Le médecin poussa un long soupir, avant qu'il ne se relève prestement. Sans accorder la moindre attention aux trois regards interrogateurs, il se mit à ranger religieusement ses instruments. Iema le regarda pendant de longues secondes, et finit par manifester son impatience par un claquement de langue. L'homme se retourna alors vers elle, lui offrant un regard désolé.

« Il vivra, mais... »

Les mots du docteur se suspendirent, laissant place au silence. Son regard évita brusquement celui d'Iema, tandis qu'il tournait la tête pour contempler le soleil matinal sur la petite ville en contrebas. Castel était encore secouée par les évènements de la nuit dernière. Les flammes du manoir de Faure avaient été visible, même depuis leur colline éloignée. Elles avaient fini par s'essouffler, éventuellement, et il planait désormais dans le ciel un épais nuage grisâtre qui ne signifiait pas que des bonnes nouvelles.

Iema détourna son attention de la ville portuaire en contre-bas, reportant son attention sur le médecin en face d'elle. Ses lèvres s'étaient mises à trembler. Finalement, il inspira longuement, et reprit péniblement.

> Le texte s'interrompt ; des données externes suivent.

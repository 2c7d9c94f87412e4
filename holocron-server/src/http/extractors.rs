//! Custom Axum extractors
//!
//! Path parameters and request bodies are parsed here so malformed input
//! produces the same JSON error body as every other failure.

use axum::extract::rejection::JsonRejection;
use axum::extract::{FromRequest, FromRequestParts, Path, Request};
use axum::http::request::Parts;
use axum::Json;
use serde::de::DeserializeOwned;

use super::error::ApiError;
use crate::models::{FavoriteKind, FavoriteTarget, ValidationError};

fn parse_id(field: &'static str, raw: &str) -> Result<i64, ValidationError> {
    raw.parse::<i64>().map_err(|_| ValidationError::InvalidFormat {
        field,
        reason: "must be an integer",
    })
}

/// Extract a single integer id from path
pub struct ValidId(pub i64);

impl<S> FromRequestParts<S> for ValidId
where
    S: Send + Sync,
{
    type Rejection = ApiError;

    async fn from_request_parts(parts: &mut Parts, state: &S) -> Result<Self, Self::Rejection> {
        let Path(id): Path<String> = Path::from_request_parts(parts, state)
            .await
            .map_err(|_| {
                ApiError::Validation(ValidationError::InvalidFormat {
                    field: "id",
                    reason: "must be an integer",
                })
            })?;

        Ok(Self(parse_id("id", &id)?))
    }
}

/// Extract `/users/{user_id}/favorite/{kind}/{target_id}`
#[derive(Debug)]
pub struct FavoritePath {
    pub user_id: i64,
    pub target: FavoriteTarget,
}

impl<S> FromRequestParts<S> for FavoritePath
where
    S: Send + Sync,
{
    type Rejection = ApiError;

    async fn from_request_parts(parts: &mut Parts, state: &S) -> Result<Self, Self::Rejection> {
        let Path((user_id, kind, target_id)): Path<(String, String, String)> =
            Path::from_request_parts(parts, state).await.map_err(|_| {
                ApiError::Validation(ValidationError::InvalidFormat {
                    field: "path",
                    reason: "expected /users/{id}/favorite/{kind}/{target_id}",
                })
            })?;

        let user_id = parse_id("user id", &user_id)?;
        let kind: FavoriteKind = kind.parse()?;
        let target_id = parse_id("target id", &target_id)?;

        Ok(Self {
            user_id,
            target: FavoriteTarget::new(kind, target_id),
        })
    }
}

/// JSON body whose rejections (bad syntax, missing fields, wrong content
/// type) become `validation_error` responses instead of plain text
pub struct ValidJson<T>(pub T);

impl<S, T> FromRequest<S> for ValidJson<T>
where
    T: DeserializeOwned,
    S: Send + Sync,
{
    type Rejection = ApiError;

    async fn from_request(req: Request, state: &S) -> Result<Self, Self::Rejection> {
        let Json(value) = Json::<T>::from_request(req, state)
            .await
            .map_err(|rejection: JsonRejection| {
                ApiError::Validation(ValidationError::MalformedBody {
                    detail: rejection.body_text(),
                })
            })?;

        Ok(Self(value))
    }
}

#[cfg(test)]
mod tests {
    use super::*;
    use axum::body::{to_bytes, Body};
    use axum::http::{Request, StatusCode};
    use axum::routing::{get, post};
    use axum::Router;
    use serde::Deserialize;
    use tower::ServiceExt;

    async fn extract(uri: &str) -> StatusCode {
        async fn handler(path: FavoritePath) -> String {
            format!("{} {:?}", path.user_id, path.target)
        }

        let app: Router = Router::new().route("/users/{id}/favorite/{kind}/{target_id}", get(handler));
        app.oneshot(Request::builder().uri(uri).body(Body::empty()).unwrap())
            .await
            .unwrap()
            .status()
    }

    #[test]
    fn parses_ids() {
        assert_eq!(parse_id("id", "17").unwrap(), 17);
        assert!(parse_id("id", "abc").is_err());
        assert!(parse_id("id", "").is_err());
    }

    #[tokio::test]
    async fn favorite_path_accepts_known_kinds() {
        assert_eq!(extract("/users/1/favorite/planet/2").await, 200);
        assert_eq!(extract("/users/1/favorite/people/2").await, 200);
    }

    #[tokio::test]
    async fn favorite_path_rejects_bad_segments() {
        assert_eq!(extract("/users/1/favorite/starship/2").await, 400);
        assert_eq!(extract("/users/luke/favorite/planet/2").await, 400);
        assert_eq!(extract("/users/1/favorite/planet/x").await, 400);
    }

    #[tokio::test]
    async fn valid_id_rejects_non_integer() {
        async fn handler(ValidId(id): ValidId) -> String {
            id.to_string()
        }

        let app: Router = Router::new().route("/planets/{id}", get(handler));
        let response = app
            .oneshot(Request::builder().uri("/planets/hoth").body(Body::empty()).unwrap())
            .await
            .unwrap();
        assert_eq!(response.status(), StatusCode::BAD_REQUEST);

        let bytes = to_bytes(response.into_body(), usize::MAX).await.unwrap();
        let body: serde_json::Value = serde_json::from_slice(&bytes).unwrap();
        assert_eq!(body["message"], "id: must be an integer");
    }

    #[derive(Deserialize)]
    struct Rename {
        name: String,
    }

    async fn post_body(
        content_type: Option<&str>,
        body: &'static str,
    ) -> (StatusCode, serde_json::Value) {
        async fn handler(ValidJson(req): ValidJson<Rename>) -> String {
            req.name
        }

        let app: Router = Router::new().route("/rename", post(handler));
        let mut builder = Request::builder().method("POST").uri("/rename");
        if let Some(content_type) = content_type {
            builder = builder.header("content-type", content_type);
        }

        let response = app.oneshot(builder.body(Body::from(body)).unwrap()).await.unwrap();
        let status = response.status();
        let bytes = to_bytes(response.into_body(), usize::MAX).await.unwrap();
        (status, serde_json::from_slice(&bytes).unwrap_or(serde_json::Value::Null))
    }

    #[tokio::test]
    async fn valid_json_accepts_matching_body() {
        let (status, _) = post_body(Some("application/json"), r#"{"name": "Bespin"}"#).await;
        assert_eq!(status, StatusCode::OK);
    }

    #[tokio::test]
    async fn valid_json_rejections_are_json_400() {
        for (content_type, body) in [
            (Some("application/json"), "{not json"),
            (Some("application/json"), r#"{"title": "Bespin"}"#),
            (None, r#"{"name": "Bespin"}"#),
        ] {
            let (status, json) = post_body(content_type, body).await;
            assert_eq!(status, StatusCode::BAD_REQUEST, "{body}");
            assert_eq!(json["error"], "validation_error");
            assert_eq!(json["status"], 400);
        }
    }
}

« Ces brûlures sont irréversibles. Le feu a trop profondément endommagé ces tissus ... Même si la peau de son bras, de son cou et de son torse guérira, elle restera à jamais aussi noire que la braise. De plus, il perdra, probablement, toutes ses sensations. Mais heureusement pour lui, après guérison, il retrouvera l'usage de ses membres. Éventuellement. »

Une chape de plomb s'installa dans l'estomac d'Iema. Son regard dériva alors en direction de Donovan. La vision de son ami lui soutira une grimace. Tout le côté gauche du colosse de glace avait été touché. La brûlure s'étendait de sa jambe gauche à la base de son cou. Elle avait miraculeusement évité son visage, mais il resterait tout de même à jamais défiguré. Sa peau, en plus des cloques épaisses, était aussi noire que les nuits d'hiver, jurant profondément avec la pâleur de son teint habituel.

Et rien de tout ceci ne serait arrivé si elle n'avait pas été trop faible pour se débrouiller par elle-même... La culpabilité rajouta un peu de plomb dans son ventre.

« Et sa jambe ? » demanda-t-elle, la voix rauque.

Regard fuyant. Le docteur refusait désormais de la dévisager. Un long silence s'installa, et Iema n'eut même pas la force de le briser. Elle attendit, et attendit, jusqu'à qu'à ce qu'il trouve la force de reprendre la parole.

« Sa jambe gauche est ... entièrement atteinte. Contrairement au reste de son corps, le feu a également touché ces nerfs, et ces muscles. S'il pourra peut-être, et j'insiste sur le peut-être, se tenir sur sa jambe sans trébucher, il ne pourra plus jamais l'utiliser pour marcher. »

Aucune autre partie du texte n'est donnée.